Non-photosynthetic Chloroflexi were mainly present in the wet 20 cm depth playa samples, with OTUs identified as green non-sulfur, heterotrophic bacteria, in agreement to other sheltered habitats, such as hypolithic environments (Lacap et al., 2011) but again in contradiction to previously described communities from dry playa subsurfaces in the Atacama (Warren-Rhodes et al., 2019). Moraxellaceae family (Pseudomonadales order, Gammaproteobacteria) was clearly associated with the alluvial fan (D8) at that depth, as previously reported in other dry, gypsum-rich soils (López-Lozano et al., 2012). The higher gypsum (e.g. CaSO4·2H2O) concentrations measured at 20 cm depth from the alluvial fan in our study (D8) could favor the development of chemolithoautotrophic microorganisms involved in the sulfur cycle instead of the heterotrophic members of Actinobacteria and Chloroflexi that were observed in the playas. Although to a lesser extent in comparison to water influence, different geochemical parameters, such as the presence of different anions like sulfate, appear to be influencing bacterial group abundance in our samples.

The detection of obligated methanogenic archaea both with DNA (Methanobacteria, Methanomicrobia) and the LDChip, principally from just beneath the surface to 20 cm, suggests that methanogenic activity may occur in anoxic micropores created by water inputs, as has been described before (Angel et al., 2011). Further, the widespread presence of potential ammonia-oxidizing archaea (AOA) may indicate that relevant nitrification processes could be taking place in these newly created microaerobic microniches (see above). Therefore, although being less abundant than bacteria, archaeal communities in these environments seem to play a key role in ecosystem functioning. Again, water availability is the main factor driving these measured differences in microbial community composition and in putative metabolic activities in the analyzed samples. These detected microbial community variations in comparison to the one in dry areas that may resemble a pre-rain state (e.g. Warren-Rhodes et al., 2019) reinforce the main idea of rainfall is the major factor influencing the development of less desiccation tolerant taxa. The biomass content of these desert soils may also have increased from a pre-rain situation, especially at deepest soils. For instance, Warren-Rhodes et al. (2019) extracted much lower concentrations of environmental DNA in dry playa environments, also yielding a much minor microbial diversity. However, the lack of real information from our same soils in a pre-rain state persuades us not to make any further asseveration on microbial community changes.

Additionally, the diverse community structure at different environmental settings (i.e. playa versus alluvial fan) may have relevant implications for further microbial successions after sporadic wet events (Aanderud et al., 2015). Since samples were obtained in a very precise moment of ecosystem evolution, follow-up studies on similar desert environments would indicate whether the microbial communities evolved from an autotrophic-“seed bank” in the alluvial fan or from a heterotrophic one in playa soils, based on the ideas proposed by Fierer et al. (2010) for community development. Alternatively, such posterior studies could show the actual situation in both sites was just a transitory habitat created by the extra water supply, as has been proposed before (Schulze-Makuch et al., 2018) or a part of a microbial community two-step adaptation to an environmental change, as it has been found for halite-rich Atacama soils (Uritskiy et al., 2018).

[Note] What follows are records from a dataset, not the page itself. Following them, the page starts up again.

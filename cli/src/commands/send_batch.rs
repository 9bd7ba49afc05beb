//! `puda send-batch`: run an ordered batch of commands on one machine.

use std::path::PathBuf;
use std::time::Duration;

use anyhow::{Context, Result, bail};
use clap::Args;
use puda_common::PudaConfig;

use crate::application::{BatchOptions, BatchOrchestrator};
use crate::domain::{Attribution, prepare_batch};
use crate::infra::commands_file::{load_commands, load_schema};
use crate::infra::valkey::ValkeyTransport;
use crate::output::{HumanRenderer, JsonRenderer, OutputContext, TerminalReporter};

/// Arguments for the send-batch command.
#[derive(Args)]
pub struct SendBatchArgs {
    /// JSON file holding an array of commands
    #[arg(long)]
    pub commands_file: Option<PathBuf>,

    /// Machine to run the batch on
    #[arg(long, default_value = "first")]
    pub machine_id: String,

    /// User id recorded on every command (overrides PUDA_USER_ID)
    #[arg(long)]
    pub user_id: Option<String>,

    /// Username recorded on every command (overrides PUDA_USERNAME)
    #[arg(long)]
    pub username: Option<String>,

    /// Valkey URL (overrides PUDA_VALKEY_URL)
    #[arg(long)]
    pub valkey_url: Option<String>,

    /// Seconds to wait for each command's reply (overrides PUDA_COMMAND_TIMEOUT_SECS)
    #[arg(long)]
    pub timeout: Option<u64>,

    /// Command catalog to validate the batch against before sending
    #[arg(long, env = "PUDA_SCHEMA")]
    pub schema: Option<PathBuf>,
}

/// Run the send-batch command.
///
/// The batch is fully validated before any connection is opened.
///
/// # Errors
///
/// Returns an error if the batch is invalid, the fabric is unreachable, or
/// any command in the batch does not succeed.
pub async fn run(
    ctx: &OutputContext,
    json: bool,
    args: SendBatchArgs,
    mut config: PudaConfig,
) -> Result<()> {
    if let Some(url) = args.valkey_url {
        config.valkey_url = url;
    }
    if let Some(user_id) = args.user_id {
        config.user_id = Some(user_id);
    }
    if let Some(username) = args.username {
        config.username = Some(username);
    }
    if let Some(secs) = args.timeout {
        config.command_timeout_secs = secs;
    }

    let missing = config.missing_attribution();
    if !missing.is_empty() {
        bail!(
            "Missing attribution: set {} (or pass --user-id/--username)",
            missing.join(" and ")
        );
    }

    let commands_file = match args.commands_file {
        Some(path) => path,
        None => prompt_commands_file(ctx, json)?,
    };

    let specs = load_commands(&commands_file)?;
    let schema = args.schema.as_deref().map(load_schema).transpose()?;
    let requests = prepare_batch(specs, schema.as_ref())
        .with_context(|| format!("invalid batch in {}", commands_file.display()))?;

    let attribution = Attribution::new(
        args.machine_id,
        config.user_id.clone().unwrap_or_default(),
        config.username.clone().unwrap_or_default(),
    );
    attribution.validate()?;
    let timeout_per_command = Duration::from_secs(config.command_timeout_secs);

    let transport = ValkeyTransport::connect(&config)
        .await
        .context("cannot connect to the message fabric")?;
    let reporter = TerminalReporter::new(ctx);
    let outcome = BatchOrchestrator::new(&transport, &config.subject_prefix)
        .run_requests(
            &requests,
            BatchOptions {
                reporter: &reporter,
                attribution: &attribution,
                timeout_per_command,
                schema: None,
            },
        )
        .await;
    drop(reporter);
    transport.shutdown().await;

    let result = outcome?;
    if json {
        JsonRenderer::render_batch_result(&result)?;
    } else {
        HumanRenderer::new(ctx).render_batch_result(&result);
    }

    if !result.success {
        bail!(
            "Batch {} stopped at command {}/{}",
            result.run_id,
            result.failed_at.unwrap_or(result.sent),
            result.total
        );
    }
    Ok(())
}

fn prompt_commands_file(ctx: &OutputContext, json: bool) -> Result<PathBuf> {
    if json || !ctx.is_tty {
        bail!("--commands-file is required in non-interactive mode");
    }
    let path: String = dialoguer::Input::new()
        .with_prompt("Commands file")
        .interact_text()
        .context("reading commands file path")?;
    Ok(PathBuf::from(path.trim()))
}
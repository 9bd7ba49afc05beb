//! Integration tests for argument parsing and the version command

#![allow(clippy::expect_used)]

use assert_cmd::Command;
use predicates::prelude::*;

pub fn puda() -> Command {
    let mut cmd = Command::new(assert_cmd::cargo::cargo_bin!("puda"));
    cmd.env("NO_COLOR", "1")
        .env_remove("PUDA_USER_ID")
        .env_remove("PUDA_USERNAME")
        .env_remove("PUDA_SCHEMA")
        .env_remove("RUST_LOG");
    cmd
}

#[test]
fn test_cli_no_args_shows_help() {
    // clap with arg_required_else_help shows help on stderr and exits 2
    puda().assert().code(2).stderr(predicate::str::contains(
        "Dispatch commands to PUDA lab machines",
    ));
}

#[test]
fn test_cli_help_lists_subcommands() {
    puda()
        .arg("--help")
        .assert()
        .success()
        .stdout(predicate::str::contains("send-batch"))
        .stdout(predicate::str::contains("get-state"))
        .stdout(predicate::str::contains("commands"));
}

#[test]
fn test_cli_version_flag_shows_version() {
    puda()
        .arg("--version")
        .assert()
        .success()
        .stdout(predicate::str::contains("puda"));
}

#[test]
fn test_version_command_shows_version() {
    puda()
        .arg("version")
        .assert()
        .success()
        .stdout(predicate::str::contains(env!("CARGO_PKG_VERSION")));
}

#[test]
fn test_version_command_json_outputs_valid_json() {
    let output = puda()
        .args(["version", "--json"])
        .output()
        .expect("run puda");
    assert!(output.status.success());
    let value: serde_json::Value =
        serde_json::from_slice(&output.stdout).expect("stdout is JSON");
    assert_eq!(value["version"], env!("CARGO_PKG_VERSION"));
}

#[test]
fn test_unknown_subcommand_fails() {
    puda().arg("launch").assert().failure();
}

#[test]
fn test_get_state_requires_machine_id() {
    puda()
        .arg("get-state")
        .assert()
        .code(2)
        .stderr(predicate::str::contains("--machine-id"));
}

#[test]
fn test_get_state_with_invalid_url_fails() {
    puda()
        .args(["get-state", "--machine-id", "first", "--valkey-url", "not a url"])
        .assert()
        .failure()
        .stderr(predicate::str::contains("Error: cannot connect"));
}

Proteins for Primary Metabolic Functions Were Present in All Samples

Although scarce, proteins were detected in all samples, with a minimum of 0.31 ppm in D1-80 and a maximum of 130 ppm in D8-50, with no obvious trend with depth or sampling site. The identification of proteins in desert soils is a reliable method of inferring metabolic capabilities of the microbial community. In the absence of macrobiota in desert habitats, the role of microbial metabolisms is even more relevant to the maintenance of biogeochemical cycles (Bastida et al., 2014; Makhalanyane et al., 2015). Proteins are target biomarkers in surface and subsurface dry environments because of their relative stability, enhanced by xeropreservation processes (Parro et al., 2011). Proteins and peptides also interact with minerals (Schulten, 1995), which further enhances their preservation potential over time. These factors are some of the multiple reasons the Atacama Desert is considered a model for testing methods and instruments for extinct life detection on Mars (Parro et al., 2011). Following that, metaproteomic results also allow the study of both recently produced and well-preserved proteins, with the most abundantly detected proteins expected to be those involved in the most active and common metabolisms (energetic metabolisms, biosynthesis, replication, protein and nucleic acid folding, etc.).

Results from our metaproteomic and LDChip study analyses revealed a dominance of primary metabolism, with basic biosynthetic and metabolic activities (from chemolitoautotrophy to organoheterotrophy) related to major biogeochemical cycles, particularly the nitrogen cycle. On the one hand, the detected widespread distribution of proteins detected for nitrate and nitrogen assimilation, as well as proteins for nitrogenized compounds biosynthesis coupled to variations in nitrate content along different depths, could point to active nitrogen cycling by the microbial community, likely enhanced by water availability, as proposed previously (Díaz et al., 2016; Neilson et al., 2017). Alternatively, the detection of specific (notably at SF and 20 cm samples) proteins involved in nitrogen fixation, such as NifH and NifD in the upper soil layers (SF and 20 cm), may also highlight the key ecological role of nitrogen fixers, which provide nitrogenous compounds to the system (Makhalanyane et al., 2015). In these samples, most of the nitrate could have already been incorporated by non-fixing microorganisms shortly after the water input, thus favoring nitrogen fixation as a separate pathway for N-cycling.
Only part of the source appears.